Can you restate the lines of the entries below, word for word, from the first one through the line that includes "numbers should only"?

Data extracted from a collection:

------------------------

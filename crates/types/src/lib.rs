//! Validated text primitives shared by the visit book crates.
//!
//! These types check their invariant once, at construction, so the rest of the workspace can
//! hold them without re-validating.

/// Errors that can occur when creating validated text types.
#[derive(Debug, thiserror::Error, PartialEq, Eq)]
pub enum TextError {
    /// The input text was empty or contained only whitespace
    #[error("Text cannot be empty")]
    Empty,
    /// The input was not a usable phone number
    #[error("Phone numbers should only contain digits, and be at least {min} digits long")]
    InvalidPhone { min: usize },
}

/// A string type that guarantees non-empty content.
///
/// This type wraps a `String` and ensures it contains at least one non-whitespace character.
/// The input is automatically trimmed of leading and trailing whitespace during construction.
#[derive(Debug, Clone, PartialEq, Eq, Hash, PartialOrd, Ord)]
pub struct NonEmptyText(String);

impl NonEmptyText {
    /// Creates a new `NonEmptyText` from the given input.
    ///
    /// The input is trimmed of leading and trailing whitespace. If the trimmed
    /// result is empty, an error is returned.
    ///
    /// # Arguments
    ///
    /// * `input` - Any type that can be converted to a string reference
    ///
    /// # Returns
    ///
    /// Returns `Ok(NonEmptyText)` if the trimmed input is non-empty,
    /// or `Err(TextError::Empty)` if it's empty or contains only whitespace.
    pub fn new(input: impl AsRef<str>) -> Result<Self, TextError> {
        let trimmed = input.as_ref().trim();
        if trimmed.is_empty() {
            return Err(TextError::Empty);
        }
        Ok(Self(trimmed.to_owned()))
    }

    /// Returns the inner string as a string slice.
    pub fn as_str(&self) -> &str {
        &self.0
    }
}

impl std::fmt::Display for NonEmptyText {
    fn fmt(&self, f: &mut std::fmt::Formatter<'_>) -> std::fmt::Result {
        write!(f, "{}", self.0)
    }
}

impl AsRef<str> for NonEmptyText {
    fn as_ref(&self) -> &str {
        &self.0
    }
}

impl serde::Serialize for NonEmptyText {
    fn serialize<S>(&self, serializer: S) -> Result<S::Ok, S::Error>
    where
        S: serde::Serializer,
    {
        serializer.serialize_str(&self.0)
    }
}

impl<'de> serde::Deserialize<'de> for NonEmptyText {
    fn deserialize<D>(deserializer: D) -> Result<Self, D::Error>
    where
        D: serde::Deserializer<'de>,
    {
        let s = String::deserialize(deserializer)?;
        NonEmptyText::new(&s).map_err(serde::de::Error::custom)
    }
}

/// A contact phone number: ASCII digits only, at least [`PhoneNumber::MIN_DIGITS`] long.
#[derive(Debug, Clone, PartialEq, Eq, Hash)]
pub struct PhoneNumber(String);

impl PhoneNumber {
    pub const MIN_DIGITS: usize = 3;

    /// Parses a phone number, trimming surrounding whitespace first.
    pub fn parse(input: impl AsRef<str>) -> Result<Self, TextError> {
        let trimmed = input.as_ref().trim();
        if trimmed.len() < Self::MIN_DIGITS || !trimmed.bytes().all(|b| b.is_ascii_digit()) {
            return Err(TextError::InvalidPhone {
                min: Self::MIN_DIGITS,
            });
        }
        Ok(Self(trimmed.to_owned()))
    }

    pub fn as_str(&self) -> &str {
        &self.0
    }
}

impl std::fmt::Display for PhoneNumber {
    fn fmt(&self, f: &mut std::fmt::Formatter<'_>) -> std::fmt::Result {
        f.write_str(&self.0)
    }
}

impl serde::Serialize for PhoneNumber {
    fn serialize<S>(&self, serializer: S) -> Result<S::Ok, S::Error>
    where
        S: serde::Serializer,
    {
        serializer.serialize_str(&self.0)
    }
}

impl<'de> serde::Deserialize<'de> for PhoneNumber {
    fn deserialize<D>(deserializer: D) -> Result<Self, D::Error>
    where
        D: serde::Deserializer<'de>,
    {
        let s = String::deserialize(deserializer)?;
        PhoneNumber::parse(&s).map_err(serde::de::Error::custom)
    }
}
//! Recurring visit schedules.
//!
//! A [`RecurrenceRule`] pairs a [`Frequency`] (how far apart visits are) with an [`Occurrence`]
//! (how many visits are planned). Both carry an explicit "nothing given" state:
//! [`Frequency::Empty`] and [`Occurrence::Unset`]. `Occurrence::Unset` is distinct from
//! `Occurrence::Count(0)`.
//!
//! Accepted frequency text (case-insensitive):
//! - blank or `-` for no frequency
//! - `daily`, `weekly`, `fortnightly` / `biweekly`, `monthly`, `yearly` / `annually`
//! - `<n> <unit>` where unit is `day`, `week`, `month` or `year`, optionally plural (`2 weeks`)

use crate::constants::ABSENT_PLACEHOLDER;
use crate::error::ScheduleViolation;
use crate::validation;
use crate::{RecordError, RecordResult};
use chrono::{Duration, Months, NaiveDateTime};
use std::fmt;

/// Calendar unit of a visit interval.
#[derive(Clone, Copy, Debug, PartialEq, Eq, Hash)]
pub enum FrequencyUnit {
    Day,
    Week,
    Month,
    Year,
}

impl FrequencyUnit {
    fn parse(text: &str) -> Option<Self> {
        match text {
            "day" | "days" => Some(Self::Day),
            "week" | "weeks" => Some(Self::Week),
            "month" | "months" => Some(Self::Month),
            "year" | "years" => Some(Self::Year),
            _ => None,
        }
    }

    fn name(self) -> &'static str {
        match self {
            Self::Day => "day",
            Self::Week => "week",
            Self::Month => "month",
            Self::Year => "year",
        }
    }
}

/// A positive number of calendar units between two visits.
#[derive(Clone, Copy, Debug, PartialEq, Eq, Hash)]
pub struct Interval {
    amount: u32,
    unit: FrequencyUnit,
}

impl Interval {
    /// # Errors
    ///
    /// Returns [`RecordError::InvalidInput`] if `amount` is zero.
    pub fn new(amount: u32, unit: FrequencyUnit) -> RecordResult<Self> {
        if amount == 0 {
            return Err(RecordError::InvalidInput(
                "frequency interval must be at least 1".into(),
            ));
        }
        Ok(Self { amount, unit })
    }

    pub fn amount(&self) -> u32 {
        self.amount
    }

    pub fn unit(&self) -> FrequencyUnit {
        self.unit
    }

    /// Steps `from` forward by one interval. Months and years clamp to the last day of the
    /// target month. Returns `None` if the result is out of range.
    pub fn advance(&self, from: NaiveDateTime) -> Option<NaiveDateTime> {
        match self.unit {
            FrequencyUnit::Day => from.checked_add_signed(Duration::days(self.amount.into())),
            FrequencyUnit::Week => from.checked_add_signed(Duration::weeks(self.amount.into())),
            FrequencyUnit::Month => from.checked_add_months(Months::new(self.amount)),
            FrequencyUnit::Year => self
                .amount
                .checked_mul(12)
                .and_then(|months| from.checked_add_months(Months::new(months))),
        }
    }
}

impl fmt::Display for Interval {
    fn fmt(&self, f: &mut fmt::Formatter<'_>) -> fmt::Result {
        match (self.amount, self.unit) {
            (1, FrequencyUnit::Day) => f.write_str("daily"),
            (1, FrequencyUnit::Week) => f.write_str("weekly"),
            (1, FrequencyUnit::Month) => f.write_str("monthly"),
            (1, FrequencyUnit::Year) => f.write_str("yearly"),
            (amount, unit) => write!(f, "{} {}s", amount, unit.name()),
        }
    }
}

/// How often a recurring visit repeats.
#[derive(Clone, Copy, Debug, Default, PartialEq, Eq, Hash)]
pub enum Frequency {
    /// No interval given.
    #[default]
    Empty,
    Every(Interval),
}

impl Frequency {
    /// Parses frequency text as described in the module docs.
    ///
    /// # Errors
    ///
    /// Returns [`RecordError::InvalidInput`] for unrecognised text or a zero interval.
    pub fn parse(input: &str) -> RecordResult<Self> {
        let normalised = input.trim().to_ascii_lowercase();
        let interval = |amount, unit| Interval::new(amount, unit).map(Self::Every);

        match normalised.as_str() {
            "" | ABSENT_PLACEHOLDER => return Ok(Self::Empty),
            "daily" => return interval(1, FrequencyUnit::Day),
            "weekly" => return interval(1, FrequencyUnit::Week),
            "fortnightly" | "biweekly" => return interval(2, FrequencyUnit::Week),
            "monthly" => return interval(1, FrequencyUnit::Month),
            "yearly" | "annually" => return interval(1, FrequencyUnit::Year),
            _ => {}
        }

        let mut parts = normalised.split_whitespace();
        let (Some(amount), Some(unit), None) = (parts.next(), parts.next(), parts.next()) else {
            return Err(invalid_frequency(input));
        };
        let amount: u32 = amount.parse().map_err(|_| invalid_frequency(input))?;
        let unit = FrequencyUnit::parse(unit).ok_or_else(|| invalid_frequency(input))?;
        interval(amount, unit)
    }

    pub fn is_empty(&self) -> bool {
        matches!(self, Self::Empty)
    }

    pub fn interval(&self) -> Option<Interval> {
        match self {
            Self::Empty => None,
            Self::Every(interval) => Some(*interval),
        }
    }
}

impl fmt::Display for Frequency {
    fn fmt(&self, f: &mut fmt::Formatter<'_>) -> fmt::Result {
        match self {
            Self::Empty => f.write_str(ABSENT_PLACEHOLDER),
            Self::Every(interval) => interval.fmt(f),
        }
    }
}

fn invalid_frequency(input: &str) -> RecordError {
    RecordError::InvalidInput(format!(
        "frequency '{}' should be daily, weekly, fortnightly, monthly, yearly or '<n> <days|weeks|months|years>'",
        input.trim()
    ))
}

/// How many visits a recurring schedule covers.
#[derive(Clone, Copy, Debug, Default, PartialEq, Eq, Hash)]
pub enum Occurrence {
    /// No count given.
    #[default]
    Unset,
    Count(u32),
}

impl Occurrence {
    /// Parses a non-negative count. Blank input or `-` yields [`Occurrence::Unset`].
    ///
    /// # Errors
    ///
    /// Returns [`RecordError::InvalidInput`] if the text is not a non-negative integer.
    pub fn parse(input: &str) -> RecordResult<Self> {
        let trimmed = input.trim();
        if trimmed.is_empty() || trimmed == ABSENT_PLACEHOLDER {
            return Ok(Self::Unset);
        }
        let invalid = || {
            RecordError::InvalidInput(format!(
                "occurrence '{}' should be a non-negative integer",
                trimmed
            ))
        };
        if !trimmed.bytes().all(|byte| byte.is_ascii_digit()) {
            return Err(invalid());
        }
        trimmed.parse::<u32>().map(Self::Count).map_err(|_| invalid())
    }

    /// True iff a count is set and exceeds `n`. Unset is never more than anything.
    pub fn is_more_than(&self, n: u32) -> bool {
        matches!(self, Self::Count(count) if *count > n)
    }

    pub fn count(&self) -> Option<u32> {
        match self {
            Self::Unset => None,
            Self::Count(count) => Some(*count),
        }
    }
}

impl fmt::Display for Occurrence {
    fn fmt(&self, f: &mut fmt::Formatter<'_>) -> fmt::Result {
        match self {
            Self::Unset => f.write_str(ABSENT_PLACEHOLDER),
            Self::Count(count) => write!(f, "{}", count),
        }
    }
}

/// A frequency and occurrence considered together.
#[derive(Clone, Copy, Debug, Default, PartialEq, Eq, Hash)]
pub struct RecurrenceRule {
    frequency: Frequency,
    occurrence: Occurrence,
}

impl RecurrenceRule {
    pub fn new(frequency: Frequency, occurrence: Occurrence) -> Self {
        Self {
            frequency,
            occurrence,
        }
    }

    pub fn frequency(&self) -> Frequency {
        self.frequency
    }

    pub fn occurrence(&self) -> Occurrence {
        self.occurrence
    }

    /// Whether the rule describes anything beyond a single visit.
    pub fn is_recurring(&self) -> bool {
        self.occurrence.is_more_than(1) || !self.frequency.is_empty()
    }

    /// Checks the rule against whether the record has a next visit to anchor it.
    ///
    /// Runs the same ordered rules as [`crate::validation::validate`], so a rule broken both
    /// ways reports the missing visit first.
    pub fn is_consistent_with(&self, has_next_visit: bool) -> Result<(), ScheduleViolation> {
        match validation::first_violation(has_next_visit, self) {
            Some(violation) => Err(violation),
            None => Ok(()),
        }
    }

    /// Planned visit instants starting at `anchor`.
    ///
    /// Yields `max(count, 1)` instants one interval apart, or just `anchor` when there is no
    /// frequency. The series is produced lazily and stops early if stepping leaves chrono's
    /// representable range.
    pub fn visit_dates(&self, anchor: NaiveDateTime) -> impl Iterator<Item = NaiveDateTime> {
        let interval = self.frequency.interval();
        let total = match interval {
            Some(_) => self.occurrence.count().unwrap_or(1).max(1),
            None => 1,
        };

        std::iter::successors(Some(anchor), move |date| {
            interval.and_then(|interval| interval.advance(*date))
        })
        .take(usize::try_from(total).unwrap_or(usize::MAX))
    }
}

------------------------

__EXERCISE RESPONSE__.
filename crates/types/src/lib.rs
//! Validated text primitives shared by the visit book crates.
//!
//! These types check their invariant once, at construction, so the rest of the workspace can
//! hold them without re-validating.

/// Errors that can occur when creating validated text types.
#[derive(Debug, thiserror::Error, PartialEq, Eq)]
pub enum TextError {
    /// The input text was empty or contained only whitespace
    #[error("Text cannot be empty")]
    Empty,
    /// The input was not a usable phone number
    #[error("Phone numbers should only contain digits, and be at least {min} digits long")]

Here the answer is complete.